Coronavirus: 2022 ends with the looming threat of a new variant, public health experts warn


As the world enters a new year, many public health and infectious disease experts expect monitoring of novel coronavirus variants to be an increasingly important part of Covid-19 mitigation efforts — and some are turning their attention to the surge in cases in China.

Sub-variants of the Omicron coronavirus variant continue to circulate globally, and “we see Omicron doing what viruses do, picking up mutations along the way that help it evade a little bit of the immunity caused by previous infection or vaccination,” said Andrew Pekosz, a microbiologist. and Immunology in Johns Hopkins Bloomberg School of Public Health in Baltimore.

“We haven’t seen any big leaps in terms of Omicron’s development in some time,” he said. But “we’ve reached that point where we have to continue to monitor him.”

In the US, Omicron sub-variants XBB.1.5, BQ.1.1, BQ.1, BA.5 and XBB cause almost all Covid-19 infections, according to Data from the US Centers for Disease Control and Prevention.

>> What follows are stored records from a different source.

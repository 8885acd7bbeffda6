use std::env;
use std::net::SocketAddr;

use axum::http::HeaderValue;
use secrecy::SecretString;

pub struct AppConfig {
    pub bind_addr: SocketAddr,
    pub database_url: String,
    pub cors_origin: HeaderValue,
    /// Bearer token for the admin entrant listing.
    pub admin_token: SecretString,
    pub redis_url: String,
    pub rate_limit_window_secs: u64,
    pub rate_limit_max_requests: u64,
    /// Whether to trust X-Forwarded-For headers. Set to true when behind a reverse proxy (Caddy, nginx).
    /// SECURITY: Only enable this when the API is not directly exposed to the internet.
    pub trust_proxy: bool,
}

impl AppConfig {
    pub fn from_env() -> Self {
        let bind_addr: SocketAddr = env::var("BIND_ADDR")
            .unwrap_or("127.0.0.1:3001".to_string())
            .parse()
            .expect("BIND_ADDR must be a valid socket address");

        let database_url = env::var("DATABASE_URL").expect("DATABASE_URL must be set");

        let cors_origin: HeaderValue = env::var("CORS_ORIGIN")
            .unwrap_or("http://localhost:3000".to_string())
            .parse()
            .expect("CORS_ORIGIN must be a valid header value");

        let admin_token: SecretString =
            SecretString::new(env::var("ADMIN_TOKEN").expect("ADMIN_TOKEN must be set").into());

        let redis_url = env::var("REDIS_URL").unwrap_or("redis://127.0.0.1:6379".to_string());

        let rate_limit_window_secs: u64 = env::var("RATE_LIMIT_WINDOW_SECS")
            .unwrap_or("900".to_string())
            .parse()
            .expect("RATE_LIMIT_WINDOW_SECS must be a valid number");

        let rate_limit_max_requests: u64 = env::var("RATE_LIMIT_MAX_REQUESTS")
            .unwrap_or("10".to_string())
            .parse()
            .expect("RATE_LIMIT_MAX_REQUESTS must be a valid number");

        // Default to false for security - must explicitly enable when behind a trusted proxy
        let trust_proxy = env::var("TRUST_PROXY")
            .map(|v| v == "true" || v == "1")
            .unwrap_or(false);

        Self {
            bind_addr,
            database_url,
            cors_origin,
            admin_token,
            redis_url,
            rate_limit_window_secs,
            rate_limit_max_requests,
            trust_proxy,
        }
    }
}
use dotenvy::dotenv;
use tracing::info;

use oneeaze_api::infra::{app::create_app, setup::init_app_state};
use std::net::SocketAddr;

#[tokio::main]
async fn main() -> anyhow::Result<()> {
    dotenv().ok();

    let app_state = init_app_state().await?;

    // Read bind address from config before moving app_state
    let bind_addr = app_state.config.bind_addr;

    let app = create_app(app_state);

    let listener = tokio::net::TcpListener::bind(&bind_addr).await?;

    info!("Backend listening at {}", &listener.local_addr()?);

    axum::serve(
        listener,
        app.into_make_service_with_connect_info::<SocketAddr>(),
    )
    .await?;

    Ok(())
}
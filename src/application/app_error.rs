use serde::Serialize;
use thiserror::Error;

/// A single field-level validation failure. `register` collects all of
/// these before failing, rather than stopping at the first.
#[derive(Debug, Clone, Serialize)]
pub struct FieldError {
    pub field: &'static str,
    pub message: String,
}

impl FieldError {
    pub fn new(field: &'static str, message: impl Into<String>) -> Self {
        Self {
            field,
            message: message.into(),
        }
    }
}

#[derive(Error, Debug)]
pub enum AppError {
    #[error("Database error: {0}")]
    Database(String),

    #[error("Too many requests. Please slow down.")]
    RateLimited,

    #[error("Unauthorized")]
    Unauthorized,

    #[error("Invalid input: {0}")]
    InvalidInput(String),

    #[error("Validation failed")]
    Validation(Vec<FieldError>),

    #[error("You are already on our waitlist!")]
    DuplicateEmail,

    #[error("Invalid referral code")]
    InvalidReferralCode,

    #[error("Could not allocate a unique referral code")]
    ReferralCodeExhausted,

    #[error("Not found")]
    NotFound,

    #[error("Internal error: {0}")]
    Internal(String),
}

#[derive(Clone, Copy, Debug)]
pub enum ErrorCode {
    DatabaseError,
    RateLimited,
    Unauthorized,
    InvalidInput,
    ValidationFailed,
    DuplicateEmail,
    InvalidReferralCode,
    ReferralCodeExhausted,
    NotFound,
    InternalError,
}

impl ErrorCode {
    pub fn as_str(&self) -> &'static str {
        match self {
            ErrorCode::DatabaseError => "DATABASE_ERROR",
            ErrorCode::RateLimited => "RATE_LIMITED",
            ErrorCode::Unauthorized => "UNAUTHORIZED",
            ErrorCode::InvalidInput => "INVALID_INPUT",
            ErrorCode::ValidationFailed => "VALIDATION_FAILED",
            ErrorCode::DuplicateEmail => "DUPLICATE_EMAIL",
            ErrorCode::InvalidReferralCode => "INVALID_REFERRAL_CODE",
            ErrorCode::ReferralCodeExhausted => "REFERRAL_CODE_EXHAUSTED",
            ErrorCode::NotFound => "NOT_FOUND",
            ErrorCode::InternalError => "INTERNAL_ERROR",
        }
    }
}

pub type AppResult<T> = Result<T, AppError>;
//! Test data factories for creating valid test fixtures.
//!
//! Each factory function creates a complete, valid object with sensible
//! defaults. Use the closure parameter to override specific fields.

use chrono::NaiveDateTime;
use uuid::Uuid;

use crate::domain::entities::entrant::{Entrant, Interest};

/// Create a test entrant with sensible defaults.
pub fn create_test_entrant(overrides: impl FnOnce(&mut Entrant)) -> Entrant {
    let mut entrant = Entrant {
        id: Uuid::new_v4(),
        name: "Test Entrant".to_string(),
        email: "entrant@example.com".to_string(),
        phone: None,
        interest: Interest::All,
        referral_code: "ONETEST01".to_string(),
        referred_by: None,
        waitlist_position: 1,
        early_access: true,
        created_at: Some(test_datetime()),
    };
    overrides(&mut entrant);
    entrant
}

/// Fixed timestamp for reproducible fixtures.
pub fn test_datetime() -> NaiveDateTime {
    chrono::DateTime::from_timestamp(1_700_000_000, 0)
        .expect("valid timestamp")
        .naive_utc()
}
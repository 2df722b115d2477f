pub mod cloud;
pub mod topology;

pub use cloud::{CloudInfo, CloudMetadata, Location, StaticCloudMetadata};
pub use topology::{
    build_launch_args, cluster_name, normalize_peer, resolve_peers, DeploymentMode,
    LaunchSettings, PeerSource, DEV_HTTP_PORT, INTER_NODE_PORT, SQL_PORT,
};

For this week, the CDC estimates that XBB.1.5 now causes 40.5% of cases in the United States, followed by BQ.1.1 at 26.9%; BQ.1 by 18.3%; BA 5 at 3.7%; and XBB, up 3.6%.

“SARS-CoV-2, the virus that causes COVID-19, is constantly changing and accumulating mutations in its genetic code over time. New variants of SARS-CoV-2 are expected to continue to emerge,” CDC researchers Type in their tracking data. “Some variants will appear and disappear, while others will appear and continue to spread and may replace earlier variants.”

Omicron subsidiaries appear to be dominating globally as well, but as the coronavirus continues to spread – particularly in China after Beijing’s rapid easing of restrictions – there are now concerns about where Covid-19 trends could head in 2023 and the risk of new variants emerging.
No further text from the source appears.